After Chris Lucas passed away due to rhabdomyosarcoma, the most common form of soft tissue sarcoma in children, The Chris Lucas Trust was set up to raise funds for research into this form of cancer, and to help preserve the memory of the brave teenager. Chris’ friends came up with the idea of a sponsored cycle event to raise money for the charity – and when seven young men and two of their fathers set out from Seahouses and rode to Tynemouth (raising several hundred pounds in the process), the Great North Bike Ride was born.
‘It’s just progressed from there,’ says Lynn Lucas, Chris’ mum. ‘The following year we did it again, and we had about 50 people take part. The biggest year was about three years ago when we had 2,500 cyclists do it, which was absolutely fantastic – we raised about £120,000 that year.’
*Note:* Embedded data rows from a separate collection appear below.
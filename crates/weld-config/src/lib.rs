//! Configuration for the weld static-site pipeline.
//!
//! A [`SiteConfig`] is produced once per process by folding configuration
//! layers over the built-in defaults:
//!
//! 1. defaults ([`SiteConfig::defaults`])
//! 2. the project config file (`weld.toml`, `weld.config.json` or the `weld`
//!    field of `package.json`)
//! 3. `WELD_*` environment variables (`__` separates nested keys)
//! 4. caller supplied overrides (CLI flags)
//!
//! Layers are merged with [`merge_values`]: maps merge key by key, arrays and
//! scalars are replaced wholesale.

pub mod assets;
pub mod config;
pub mod discovery;
pub mod error;
pub mod paths;
pub mod serve;
pub mod validation;

pub use assets::{ScriptsOptions, StylePlugin, StylesOptions};
pub use config::{SiteConfig, merge_values};
pub use discovery::{ConfigDiscovery, ENV_PREFIX};
pub use error::{ConfigError, Result};
pub use paths::{InputPaths, OutputPaths};
pub use serve::{Mode, ServeOptions};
The event has certainly grown from its humble beginnings, and now attracts corporate sponsorship, with businesses such as Tunnock’s and Edinburgh Cycles getting involved and providing nourishment and en route assistance. It’s not just dedicated cyclists clad in Lycra that have been getting involved, however. ‘It attracts all ages,’ says Lynn. ‘I think the eldest participant at the moment is 83 this year – he’s done it for the last five years. The youngest we ever had was a seven-year-old a few years ago – he and his dad got to the finish, his dad was sweating, but he got off his bike and said ‘Where’s my football?’ He had so much energy.
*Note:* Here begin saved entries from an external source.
//! Development server with live reload via Server-Sent Events.
//!
//! [`DevServer::init`] binds the listener, starts the file watch and returns a
//! [`DevSession`]. [`LiveReload`] is a cloneable handle that owns at most one
//! session, so build steps can trigger reloads without knowing whether a
//! server is running.

use std::convert::Infallible;
use std::net::SocketAddr;
use std::path::PathBuf;
use std::sync::Arc;
use std::time::Duration;

use axum::{
    Router,
    body::Body,
    extract::{Request, State},
    http::{StatusCode, header},
    middleware::{self, Next},
    response::{
        IntoResponse, Response, Sse,
        sse::{Event, KeepAlive},
    },
    routing::get,
};
use parking_lot::Mutex;
use tokio::net::TcpListener;
use tokio::sync::oneshot;
use tokio::task::JoinHandle;
use tokio_stream::{Stream, StreamExt, wrappers::ReceiverStream};
use tower_http::services::ServeDir;
use weld_config::SiteConfig;

use crate::dev::reload::{self, ReloadGate, ReloadPredicate};
use crate::dev::rewrite::{RewriteContext, clean_urls};
use crate::dev::transform::{SourceTransformer, transform_sources};
use crate::dev::{DevEvent, DevServerState, FileWatcher, SharedState};
use crate::error::{CliError, Result};
use crate::ui;

pub const SSE_PATH: &str = "/__weld_sse__";
pub const RELOAD_SCRIPT_PATH: &str = "/__weld_reload__.js";

const RELOAD_SCRIPT: &str = include_str!("../../assets/reload-client.js");
const RELOAD_TAG: &str = r#"<script src="/__weld_reload__.js"></script>"#;
/// Dependencies, VCS data and the output writer's staging files.
const ALWAYS_IGNORED: [&str; 3] = ["**/node_modules/**", "**/.git/**", "**/*.tmp"];
const MAX_HTML_BYTES: usize = 16 * 1024 * 1024;

/// Options for one server session.
///
/// `Default` holds the adapter defaults; callers override fields with struct
/// update syntax.
#[derive(Clone)]
pub struct DevServerOptions {
    pub root: PathBuf,
    /// Directory under `root` served at `/` and targeted by clean URLs.
    pub output: String,
    pub host: String,
    /// `0` binds an ephemeral port.
    pub port: u16,
    pub open: bool,
    /// Extra globs excluded from the watch, relative to `root`.
    pub ignored: Vec<String>,
    pub reload_public: bool,
    pub extra_reload: ReloadPredicate,
    /// Transforms for source requests; set for dev mode.
    pub sources: Option<Arc<SourceTransformer>>,
}

impl Default for DevServerOptions {
    fn default() -> Self {
        Self {
            root: std::env::current_dir().unwrap_or_else(|_| PathBuf::from(".")),
            output: "public".into(),
            host: "0.0.0.0".into(),
            port: 3000,
            open: false,
            ignored: Vec::new(),
            reload_public: true,
            extra_reload: reload::never(),
            sources: None,
        }
    }
}

impl DevServerOptions {
    /// Options for the pipeline's server.
    ///
    /// Template sources are never watched here; the watch step re-renders
    /// them and reloads after rendering. In dev mode the server transforms
    /// script and style sources itself and reloads when they change.
    pub fn from_config(config: &SiteConfig) -> Result<Self> {
        let mut ignored = config.serve.ignored.clone();
        ignored.push(format!("**/{}/**", config.input.templates));

        let mut reload_files = config.serve.reload_files.clone();
        let sources = if config.mode().is_dev() {
            reload_files.push(format!("{}/**", config.input.scripts));
            reload_files.push(format!("{}/**", config.input.styles));
            Some(Arc::new(SourceTransformer::new(Arc::new(config.clone()))))
        } else {
            None
        };

        Ok(Self {
            root: config.root.clone(),
            output: config.output.templates.clone(),
            host: config.serve.host.clone(),
            port: config.serve.port,
            open: config.serve.open,
            ignored,
            reload_public: config.serve.reload_public,
            extra_reload: reload::glob_predicate(&reload_files)?,
            sources,
        })
    }

    /// Everything excluded from the watch.
    pub fn watch_ignores(&self) -> Vec<String> {
        let mut globs = self.ignored.clone();
        globs.extend(ALWAYS_IGNORED.iter().map(|glob| glob.to_string()));
        if !self.reload_public {
            globs.push(format!("**/{}/*.html", self.output));
        }
        globs
    }

    pub fn gate(&self) -> ReloadGate {
        ReloadGate::new(&self.output, self.reload_public).with_predicate(self.extra_reload.clone())
    }
}

/// Development server, before it is started.
pub struct DevServer {
    options: DevServerOptions,
    state: SharedState,
}

impl DevServer {
    pub fn new(options: DevServerOptions) -> Self {
        let state = Arc::new(DevServerState::new(options.root.clone()));
        Self { options, state }
    }

    /// Start a server with `options`.
    pub async fn init(options: DevServerOptions) -> Result<DevSession> {
        Self::new(options).start().await
    }

    /// Build the router.
    ///
    /// In dev mode source requests are answered by the transformer first.
    /// Other requests pass the clean URL rewrite, then routing: the SSE
    /// endpoint, the reload client script, and static files from the output
    /// directory falling back to the project root. HTML responses get the
    /// reload client injected.
    pub fn router(&self) -> Router {
        let public_dir = self.options.root.join(&self.options.output);
        let files = ServeDir::new(public_dir).fallback(ServeDir::new(&self.options.root));

        let pages = Router::new()
            .route(SSE_PATH, get(handle_sse))
            .route(RELOAD_SCRIPT_PATH, get(handle_reload_script))
            .fallback_service(files)
            .layer(middleware::from_fn(inject_reload_client))
            .with_state(self.state.clone());

        let rewrite = Arc::new(RewriteContext::new(&self.options.root, &self.options.output));

        // The rewrite must run before `pages` routes, so it wraps it.
        let router = Router::new()
            .fallback_service(pages)
            .layer(middleware::from_fn_with_state(rewrite, clean_urls));

        // Generated chunks have no file on disk; the rewrite would claim them.
        match &self.options.sources {
            Some(sources) => router.layer(middleware::from_fn_with_state(
                Arc::clone(sources),
                transform_sources,
            )),
            None => router,
        }
    }

    /// Bind, start serving and start watching.
    ///
    /// # Errors
    ///
    /// [`CliError::Server`] when the address cannot be bound. There is no
    /// retry on another port.
    pub async fn start(self) -> Result<DevSession> {
        let host = self.options.host.clone();
        let port = self.options.port;

        let listener = TcpListener::bind((host.as_str(), port))
            .await
            .map_err(|e| CliError::Server(format!("Failed to bind to {host}:{port}: {e}")))?;
        let addr = listener.local_addr()?;

        let (watcher, mut changes) =
            FileWatcher::new(self.options.root.clone(), &self.options.watch_ignores())?;

        let router = self.router();
        let (shutdown_tx, shutdown_rx) = oneshot::channel::<()>();
        let server = tokio::spawn(async move {
            axum::serve(listener, router)
                .with_graceful_shutdown(async {
                    let _ = shutdown_rx.await;
                })
                .await
        });

        let gate = self.options.gate();
        let state = self.state.clone();
        let watch_root = watcher.root().to_path_buf();
        let watch = tokio::spawn(async move {
            while let Some(change) = changes.recv().await {
                let relative = ui::relative_display(change.path(), &watch_root);
                if gate.should_reload(&relative) {
                    state.full_reload(Some(&relative));
                } else {
                    tracing::debug!("no reload for {relative}");
                }
            }
        });

        let url = server_url(&host, addr);
        ui::success(&format!("Development server running at {url}"));
        if self.options.open {
            open_browser(&url);
        }

        Ok(DevSession {
            addr,
            state: self.state,
            shutdown: Some(shutdown_tx),
            server: Some(server),
            watch,
            _watcher: watcher,
        })
    }
}

/// A running server. Dropping it stops the server without waiting.
pub struct DevSession {
    addr: SocketAddr,
    state: SharedState,
    shutdown: Option<oneshot::Sender<()>>,
    server: Option<JoinHandle<std::io::Result<()>>>,
    watch: JoinHandle<()>,
    _watcher: FileWatcher,
}

impl DevSession {
    pub fn addr(&self) -> SocketAddr {
        self.addr
    }

    pub fn state(&self) -> &SharedState {
        &self.state
    }

    /// Broadcast a full reload to every connected browser.
    pub fn reload(&self, path: Option<&str>) {
        self.state.full_reload(path);
    }

    /// Stop the watch and shut the server down gracefully.
    pub async fn shutdown(mut self) -> Result<()> {
        self.signal_shutdown();

        let Some(server) = self.server.take() else {
            return Ok(());
        };
        match server.await {
            Ok(Ok(())) => {
                tracing::debug!("dev server on {} stopped", self.addr);
                Ok(())
            }
            Ok(Err(e)) => Err(CliError::Server(format!("server stopped with error: {e}"))),
            Err(e) => Err(CliError::Server(format!("server task failed: {e}"))),
        }
    }

    fn signal_shutdown(&mut self) {
        self.watch.abort();
        // Open event streams would otherwise hold the graceful shutdown.
        self.state.disconnect_all();
        if let Some(tx) = self.shutdown.take() {
            let _ = tx.send(());
        }
    }
}

impl Drop for DevSession {
    fn drop(&mut self) {
        self.signal_shutdown();
    }
}

/// Cloneable handle to the current session, if any.
///
/// Starting a session on a handle that already has one closes the old session
/// first. Reloading without a session does nothing.
#[derive(Clone, Default)]
pub struct LiveReload {
    session: Arc<Mutex<Option<DevSession>>>,
}

impl LiveReload {
    pub fn new() -> Self {
        Self::default()
    }

    /// Start a server and attach it to this handle.
    pub async fn init(&self, options: DevServerOptions) -> Result<SocketAddr> {
        let previous = self.session.lock().take();
        if let Some(previous) = previous {
            tracing::debug!("replacing dev server on {}", previous.addr());
            if let Err(e) = previous.shutdown().await {
                tracing::warn!("previous dev server did not stop cleanly: {e}");
            }
        }

        let session = DevServer::init(options).await?;
        let addr = session.addr();
        *self.session.lock() = Some(session);
        Ok(addr)
    }

    pub fn reload(&self, path: Option<&str>) {
        if let Some(session) = self.session.lock().as_ref() {
            session.reload(path);
        }
    }

    pub fn is_running(&self) -> bool {
        self.session.lock().is_some()
    }

    pub fn addr(&self) -> Option<SocketAddr> {
        self.session.lock().as_ref().map(DevSession::addr)
    }

    pub async fn shutdown(&self) -> Result<()> {
        let session = self.session.lock().take();
        match session {
            Some(session) => session.shutdown().await,
            None => Ok(()),
        }
    }
}

async fn handle_sse(
    State(state): State<SharedState>,
) -> Sse<impl Stream<Item = std::result::Result<Event, Infallible>>> {
    let (id, rx) = state.register_client();
    tracing::debug!("client {id} connected ({} open)", state.client_count());

    state.broadcast(&DevEvent::Connected { id });

    let stream = ReceiverStream::new(rx).map(|data| Ok(Event::default().data(data)));

    Sse::new(stream).keep_alive(
        KeepAlive::new()
            .interval(Duration::from_secs(15))
            .text("ping"),
    )
}

async fn handle_reload_script() -> impl IntoResponse {
    (
        [
            (header::CONTENT_TYPE, "application/javascript"),
            (header::CACHE_CONTROL, "no-cache"),
        ],
        RELOAD_SCRIPT,
    )
}

/// Response middleware adding the reload client to successful HTML responses.
async fn inject_reload_client(request: Request, next: Next) -> Response {
    let response = next.run(request).await;

    let is_html = response
        .headers()
        .get(header::CONTENT_TYPE)
        .and_then(|value| value.to_str().ok())
        .is_some_and(|value| value.starts_with("text/html"));
    if response.status() != StatusCode::OK || !is_html {
        return response;
    }

    let (mut parts, body) = response.into_parts();
    let bytes = match axum::body::to_bytes(body, MAX_HTML_BYTES).await {
        Ok(bytes) => bytes,
        Err(e) => {
            tracing::warn!("could not buffer HTML response: {e}");
            return StatusCode::INTERNAL_SERVER_ERROR.into_response();
        }
    };

    parts.headers.remove(header::CONTENT_LENGTH);
    Response::from_parts(parts, Body::from(inject_reload_script(&bytes)))
}

/// Insert the reload script tag before `</body>`, or append it.
fn inject_reload_script(content: &[u8]) -> Vec<u8> {
    let html = String::from_utf8_lossy(content);

    if let Some(pos) = html.rfind("</body>") {
        let mut result = String::with_capacity(html.len() + RELOAD_TAG.len() + 4);
        result.push_str(&html[..pos]);
        result.push_str(RELOAD_TAG);
        result.push('\n');
        result.push_str(&html[pos..]);
        return result.into_bytes();
    }

    let mut result = html.into_owned();
    result.push('\n');
    result.push_str(RELOAD_TAG);
    result.into_bytes()
}

fn server_url(host: &str, addr: SocketAddr) -> String {
    let shown = match host {
        "0.0.0.0" | "::" | "" => "localhost",
        other => other,
    };
    format!("http://{shown}:{}/", addr.port())
}

/// Open `url` in the default browser.
fn open_browser(url: &str) {
    use std::process::Command;

    let result = if cfg!(target_os = "macos") {
        Command::new("open").arg(url).spawn()
    } else if cfg!(target_os = "windows") {
        Command::new("cmd").args(["/C", "start", url]).spawn()
    } else {
        Command::new("xdg-open").arg(url).spawn()
    };

    match result {
        Ok(_) => ui::info(&format!("Opened browser at {url}")),
        Err(e) => ui::warning(&format!("Failed to open browser: {e}")),
    }
}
‘We get all sorts,’ she continues. ‘A dear friend did the whole route on rollerblades. He did fantastically, but the blisters on his shins were terrible. He wasn’t bothered though. We’ve had unicycles, we’ve had coppers on choppers, we’ve had some doing it in fancy dress – a guy did it only wearing Speedos once.’
Lynn also explains that riders are free to join the Great North Bike Ride for a shorter part of the route, if they can’t manage the full 60 miles, and has a ready-made solution for those struggling to get to Seahouses for an early morning start. ‘I tell people to start at Warkworth at around 11 o’clock,’ Lynn explains. ‘Sometimes they love it and end up doing the full route the next year.
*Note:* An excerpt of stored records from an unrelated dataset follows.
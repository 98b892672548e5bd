//! Development server options.

use serde::{Deserialize, Serialize};

/// How assets are served while developing.
///
/// In [`Mode::Dev`] sources are served straight from the input directory and
/// only templates are rendered. In [`Mode::Build`] everything is built into
/// the output directory first.
#[derive(Debug, Clone, Copy, Default, PartialEq, Eq, Serialize, Deserialize)]
#[serde(rename_all = "lowercase")]
pub enum Mode {
    Dev,
    #[default]
    Build,
}

impl Mode {
    pub fn is_dev(self) -> bool {
        matches!(self, Mode::Dev)
    }
}

impl std::fmt::Display for Mode {
    fn fmt(&self, f: &mut std::fmt::Formatter<'_>) -> std::fmt::Result {
        match self {
            Mode::Dev => write!(f, "dev"),
            Mode::Build => write!(f, "build"),
        }
    }
}

#[derive(Debug, Clone, PartialEq, Eq, Serialize, Deserialize)]
#[serde(default)]
pub struct ServeOptions {
    pub mode: Mode,

    pub host: String,

    /// `0` binds an ephemeral port.
    pub port: u16,

    /// Open the browser once the server listens.
    pub open: bool,

    /// Reload on every change under the output directory, including rendered
    /// `.html` and `.json` files.
    pub reload_public: bool,

    /// Extra globs excluded from the server's file watch.
    pub ignored: Vec<String>,

    /// Globs that always trigger a full reload.
    pub reload_files: Vec<String>,

    /// Re-render templates after a style rebuild in `watch:build`.
    pub render_after_styles: bool,
}

impl Default for ServeOptions {
    fn default() -> Self {
        Self {
            mode: Mode::default(),
            host: "0.0.0.0".into(),
            port: 3000,
            open: true,
            reload_public: false,
            ignored: Vec::new(),
            reload_files: Vec::new(),
            render_after_styles: false,
        }
    }
}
‘We have articulated wagons converted for the bikes,’ she continues. ‘Last year, Stanley Coaches came out and we took more than 400 people up to Seahouses in the morning. It was a great atmosphere on the buses on the way up – everyone having their breakfast during the journey, it was lovely.’
Despite describing The Great North Bike Ride as the charity’s ‘little baby,’ the sponsored cycle is not the only fundraising event regularly run by The Chris Lucas Trust. ‘We’ve done the Full Monty,’ Lynn explains. ‘We do the Jingle Bell Walk in Newcastle, we do golf events, we go out and shake the cans, pubs have got our boxes, then other people come along with ideas and do their own things.’
All of this inspirational work has resulted in 2017 already being a special year for Lynn on a personal level – she recently received a Pride of the North East Award for Fundraiser of the Year in a ceremony at Newcastle’s Civic Centre. Despite this honour though, the North East native remains humble. ‘You’ve just got to try and do your best for people,’ she says. ‘I’m just fundraising to try and make a difference to children with cancer, and through research, we’re doing that. There are new drugs coming around and clinical trials. To a parent, if you can keep your child alive an extra six months when you’re told they’ve only got three years, it’s a hell of a thing.’